It is important to keep in mind that electromagnetic radiation is not monochromatic, it’s made up of a wide range of different wavelengths, and therefore different energy levels.

It is possible to separate light into different wavelengths, which can be seen in the form of a rainbow. And as the light that falls on our solar cell has multiple photons carrying different ranges of energies, some of these photons don’t have enough energy to alter an electron-hole pair.

This means that they’ll simply pass through the cell as if it were transparent. However, other photons may have too much energy. Only a specific amount of energy, which can be measured in electron volts (eV), and is about 1.1 eV for crystalline silicon, is needed to loosen up an electron. This is called the band gap energy of a material.
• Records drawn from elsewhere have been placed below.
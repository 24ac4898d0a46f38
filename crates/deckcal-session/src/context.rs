//! The calibration context: one guarded session slot, the pose tree of the
//! gantry and the hardware seams, passed around by reference.
//!
//! Frames: the root node `deck` holds the deck correction `C` (nominal deck →
//! physical machine). The motion controller reports the physical carriage
//! pose `P`; the `gantry` node stores `C⁻¹·P` so that composing from the root
//! yields physical positions for every tool. Moves aim the configured
//! critical point at `C·N` for a nominal point `N`.

use crate::config::DeckCalibrationConfig;
use crate::error::CalibrationError;
use crate::motion::{MotionController, MotionError};
use crate::persist::DeckCalibrationFile;
use crate::pipette::{ConfigError, ModelRegistry, PipetteIdentityResolver, PipetteModel};
use crate::session::CalibrationSession;
use crate::types::{Axis, Mount, MoveTarget, PipetteIdentity, PointLabel, SessionToken};
use deckcal_core::{fit_deck_transform, CriticalPoint, DeckFit, PoseTree, Transform};
use log::{debug, info, warn};
use nalgebra::{Point2, Point3};
use serde::Serialize;
use std::sync::{
    Arc, Condvar, Mutex, MutexGuard, PoisonError, RwLock, RwLockReadGuard, RwLockWriteGuard,
};
use std::time::{Duration, Instant};

#[cfg(feature = "tracing")]
use tracing::instrument;

pub const DECK_NODE: &str = "deck";
pub const GANTRY_NODE: &str = "gantry";

/// Returned by a successful start.
#[derive(Clone, Debug, PartialEq, Serialize)]
pub struct StartResponse {
    pub token: SessionToken,
    pub pipette: PipetteIdentity,
    pub channels: u32,
}

struct ActiveSession {
    session: CalibrationSession,
    generation: u64,
    last_activity: Instant,
}

#[derive(Default)]
struct Slot {
    active: Option<ActiveSession>,
    motion_in_flight: bool,
    next_generation: u64,
}

impl Slot {
    fn holds(&self, token: &SessionToken) -> bool {
        self.active
            .as_ref()
            .is_some_and(|a| a.session.token() == token)
    }

    fn session_mut(&mut self, token: &SessionToken) -> Result<&mut ActiveSession, CalibrationError> {
        self.active
            .as_mut()
            .filter(|a| a.session.token() == token)
            .ok_or(CalibrationError::InvalidToken)
    }
}

/// Clears `motion_in_flight` and wakes waiters if a motion unwinds before
/// its completion ran.
struct InFlight<'a> {
    ctx: &'a DeckContext,
    armed: bool,
}

impl Drop for InFlight<'_> {
    fn drop(&mut self) {
        if self.armed {
            self.ctx.lock_slot().motion_in_flight = false;
            self.ctx.motion_done.notify_all();
        }
    }
}

fn gantry_local(correction: &Transform, carriage: &Transform) -> Result<Transform, CalibrationError> {
    let inv = correction
        .inverse()
        .ok_or_else(|| ConfigError::Invalid("deck correction is not invertible".into()))?;
    Ok(inv * *carriage)
}

pub struct DeckContext {
    config: DeckCalibrationConfig,
    registry: ModelRegistry,
    motion: Arc<dyn MotionController>,
    pipettes: Arc<dyn PipetteIdentityResolver>,
    tree: RwLock<PoseTree>,
    slot: Mutex<Slot>,
    motion_done: Condvar,
}
//! Calibration file written on commit and loaded at start-up.

use crate::types::PipetteIdentity;
use deckcal_core::Transform;
use serde::{Deserialize, Serialize};
use std::{fs, path::Path};

#[derive(thiserror::Error, Debug)]
pub enum DeckIoError {
    #[error(transparent)]
    Io(#[from] std::io::Error),
    #[error(transparent)]
    Json(#[from] serde_json::Error),
}

/// Committed deck correction.
#[derive(Clone, Debug, PartialEq, Serialize, Deserialize)]
pub struct DeckCalibrationFile {
    /// Nominal deck → physical gantry transform, row-major.
    pub gantry_calibration: Transform,
    /// Pipette the calibration was taken with.
    #[serde(default)]
    pub pipette: Option<PipetteIdentity>,
    #[serde(default)]
    pub rms_residual: Option<f64>,
    /// Seconds since the Unix epoch.
    #[serde(default)]
    pub created_at: u64,
}

impl DeckCalibrationFile {
    pub fn new(gantry_calibration: Transform) -> Self {
        Self {
            gantry_calibration,
            pipette: None,
            rms_residual: None,
            created_at: current_timestamp(),
        }
    }

    pub fn load_json(path: impl AsRef<Path>) -> Result<Self, DeckIoError> {
        let raw = fs::read_to_string(path)?;
        Ok(serde_json::from_str(&raw)?)
    }

    /// Write as pretty JSON. The file is replaced by rename so a failed
    /// write never leaves a truncated calibration behind.
    pub fn write_json(&self, path: impl AsRef<Path>) -> Result<(), DeckIoError> {
        let path = path.as_ref();
        let json = serde_json::to_string_pretty(self)?;
        let mut tmp = path.as_os_str().to_owned();
        tmp.push(".tmp");
        fs::write(&tmp, json)?;
        fs::rename(&tmp, path)?;
        Ok(())
    }
}

pub(crate) fn current_timestamp() -> u64 {
    std::time::SystemTime::now()
        .duration_since(std::time::UNIX_EPOCH)
        .map(|d| d.as_secs())
        .unwrap_or(0)
}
In case the photon has more energy than the required amount, then this extra energy is lost. Thus if the photon has less energy, or has too much energy, in both the cases energy will be lost. These losses can account for about 70 percent of the radiation energy incident on our cell.
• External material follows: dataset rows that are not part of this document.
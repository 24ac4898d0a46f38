//! Arena-backed tree of parent-relative rigid transforms.
//!
//! Nodes are addressed by [`NodeId`] with an interned name index; parent
//! links are stored as ids, so the tree holds no references into itself and
//! can be shared behind a read/write lock.

use crate::{CriticalPoint, CriticalPoints, Transform};
use serde::{Deserialize, Serialize};
use std::collections::HashMap;

#[derive(thiserror::Error, Debug, Clone, PartialEq, Eq)]
pub enum PoseTreeError {
    #[error("unknown pose node `{0}`")]
    UnknownNode(String),
    #[error("unknown parent node `{0}`")]
    UnknownParent(String),
    #[error("pose node `{0}` already exists")]
    DuplicateNode(String),
    #[error("`{ancestor}` is not an ancestor of `{node}`")]
    NotAnAncestor { node: String, ancestor: String },
}

/// Stable index of a node inside a [`PoseTree`].
#[derive(Clone, Copy, Debug, PartialEq, Eq, Hash, PartialOrd, Ord, Serialize, Deserialize)]
pub struct NodeId(usize);

impl NodeId {
    #[inline]
    pub fn index(self) -> usize {
        self.0
    }
}

#[derive(Clone, Debug)]
struct PoseNode {
    name: String,
    parent: Option<NodeId>,
    local: Transform,
}

/// Tree of named poses rooted at the deck-correction node.
///
/// `absolute(n)` is `root.local * ... * parent.local * n.local`, followed by
/// the critical-point offset when `n` is a registered end-effector.
#[derive(Clone, Debug)]
pub struct PoseTree {
    nodes: Vec<PoseNode>,
    index: HashMap<String, NodeId>,
    effectors: HashMap<NodeId, CriticalPoints>,
}

impl PoseTree {
    /// Create a tree whose root holds the identity transform.
    pub fn new(root_name: impl Into<String>) -> Self {
        Self::with_root_transform(root_name, Transform::identity())
    }

    pub fn with_root_transform(root_name: impl Into<String>, root: Transform) -> Self {
        let name = root_name.into();
        let mut index = HashMap::new();
        index.insert(name.clone(), NodeId(0));
        Self {
            nodes: vec![PoseNode {
                name,
                parent: None,
                local: root,
            }],
            index,
            effectors: HashMap::new(),
        }
    }

    #[inline]
    pub fn root(&self) -> NodeId {
        NodeId(0)
    }

    pub fn root_name(&self) -> &str {
        &self.nodes[0].name
    }

    /// Number of nodes including the root.
    #[inline]
    pub fn len(&self) -> usize {
        self.nodes.len()
    }

    /// Always `false`: the root exists from construction.
    #[inline]
    pub fn is_empty(&self) -> bool {
        self.nodes.is_empty()
    }

    pub fn contains(&self, name: &str) -> bool {
        self.index.contains_key(name)
    }

    pub fn node_id(&self, name: &str) -> Result<NodeId, PoseTreeError> {
        self.index
            .get(name)
            .copied()
            .ok_or_else(|| PoseTreeError::UnknownNode(name.to_string()))
    }

    pub fn name(&self, id: NodeId) -> Option<&str> {
        self.nodes.get(id.0).map(|n| n.name.as_str())
    }

    /// Names in insertion order, root first.
    pub fn names(&self) -> impl Iterator<Item = &str> {
        self.nodes.iter().map(|n| n.name.as_str())
    }

    /// Insert `name` under `parent` with the given parent-relative transform.
    pub fn attach(
        &mut self,
        name: impl Into<String>,
        parent: &str,
        local: Transform,
    ) -> Result<NodeId, PoseTreeError> {
        let name = name.into();
        let parent_id = *self
            .index
            .get(parent)
            .ok_or_else(|| PoseTreeError::UnknownParent(parent.to_string()))?;
        if self.index.contains_key(&name) {
            return Err(PoseTreeError::DuplicateNode(name));
        }

        let id = NodeId(self.nodes.len());
        self.index.insert(name.clone(), id);
        self.nodes.push(PoseNode {
            name,
            parent: Some(parent_id),
            local,
        });
        Ok(id)
    }

    /// Replace the parent-relative transform of `name`.
    ///
    /// Absolute poses are resolved on demand, so every descendant observes
    /// the change on its next query.
    pub fn set_local_transform(
        &mut self,
        name: &str,
        local: Transform,
    ) -> Result<(), PoseTreeError> {
        let id = self.node_id(name)?;
        self.nodes[id.0].local = local;
        Ok(())
    }

    /// Replace the deck-correction transform held by the root.
    pub fn set_root_transform(&mut self, root: Transform) {
        self.nodes[0].local = root;
    }

    pub fn root_transform(&self) -> Transform {
        self.nodes[0].local
    }

    pub fn local_transform(&self, name: &str) -> Result<Transform, PoseTreeError> {
        let id = self.node_id(name)?;
        Ok(self.nodes[id.0].local)
    }

    /// Parent name, `None` for the root.
    pub fn parent(&self, name: &str) -> Result<Option<&str>, PoseTreeError> {
        let id = self.node_id(name)?;
        Ok(self.nodes[id.0]
            .parent
            .map(|p| self.nodes[p.0].name.as_str()))
    }

    /// Root-first chain of node ids ending at `id`.
    fn chain(&self, id: NodeId) -> Vec<NodeId> {
        let mut chain = vec![id];
        let mut cur = self.nodes[id.0].parent;
        while let Some(p) = cur {
            chain.push(p);
            cur = self.nodes[p.0].parent;
        }
        chain.reverse();
        chain
    }

    /// Root-first list of names from the root down to `name` inclusive.
    pub fn ancestry(&self, name: &str) -> Result<Vec<&str>, PoseTreeError> {
        let id = self.node_id(name)?;
        Ok(self
            .chain(id)
            .into_iter()
            .map(|n| self.nodes[n.0].name.as_str())
            .collect())
    }

    /// Register the critical-point table of an end-effector node.
    pub fn set_end_effector(
        &mut self,
        name: &str,
        points: CriticalPoints,
    ) -> Result<(), PoseTreeError> {
        let id = self.node_id(name)?;
        self.effectors.insert(id, points);
        Ok(())
    }

    pub fn clear_end_effector(
        &mut self,
        name: &str,
    ) -> Result<Option<CriticalPoints>, PoseTreeError> {
        let id = self.node_id(name)?;
        Ok(self.effectors.remove(&id))
    }

    pub fn end_effector(&self, name: &str) -> Result<Option<CriticalPoints>, PoseTreeError> {
        let id = self.node_id(name)?;
        Ok(self.effectors.get(&id).copied())
    }

    /// Absolute pose of `name` at its default critical point.
    pub fn absolute(&self, name: &str) -> Result<Transform, PoseTreeError> {
        self.absolute_at(name, CriticalPoint::default())
    }

    /// Absolute pose of `name`, offset to `cp` when `name` is an end-effector.
    ///
    /// For plain nodes `cp` is ignored.
    pub fn absolute_at(&self, name: &str, cp: CriticalPoint) -> Result<Transform, PoseTreeError> {
        let id = self.node_id(name)?;
        let composed = self
            .chain(id)
            .into_iter()
            .fold(Transform::identity(), |acc, n| acc * self.nodes[n.0].local);
        Ok(match self.effectors.get(&id) {
            Some(points) => composed * points.offset(cp),
            None => composed,
        })
    }

    /// Pose of `name` expressed in the frame of its ancestor `ancestor`:
    /// the product of the local transforms strictly below `ancestor`, plus the
    /// critical-point offset when `name` is an end-effector.
    pub fn relative_to(
        &self,
        name: &str,
        ancestor: &str,
        cp: CriticalPoint,
    ) -> Result<Transform, PoseTreeError> {
        let id = self.node_id(name)?;
        let anc = self.node_id(ancestor)?;
        let chain = self.chain(id);
        let start = chain
            .iter()
            .position(|&n| n == anc)
            .ok_or_else(|| PoseTreeError::NotAnAncestor {
                node: name.to_string(),
                ancestor: ancestor.to_string(),
            })?;
        let composed = chain[start + 1..]
            .iter()
            .fold(Transform::identity(), |acc, n| acc * self.nodes[n.0].local);
        Ok(match self.effectors.get(&id) {
            Some(points) => composed * points.offset(cp),
            None => composed,
        })
    }
}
Question arises that why can’t we use a material that has a really low band gap, so we can use more photons? But this is not possible as unfortunately, our band gap also decides the strength (voltage) of our electric field, and if it’s too low, then whatever we make up in extra current through absorbing more photons, we will loose by having a small voltage.

Balancing both these effects, the optimal band gap can be found around 1.4 eV for a cell made from a single material.

However, these aren’t the only losses that we face. The electrons have to flow from one side of the cell to the other through an external circuit. The bottom can be made with a metal which allows good conduction, but if the top is completely covered, then photons can’t get through the opaque conductor and we lose all of our current.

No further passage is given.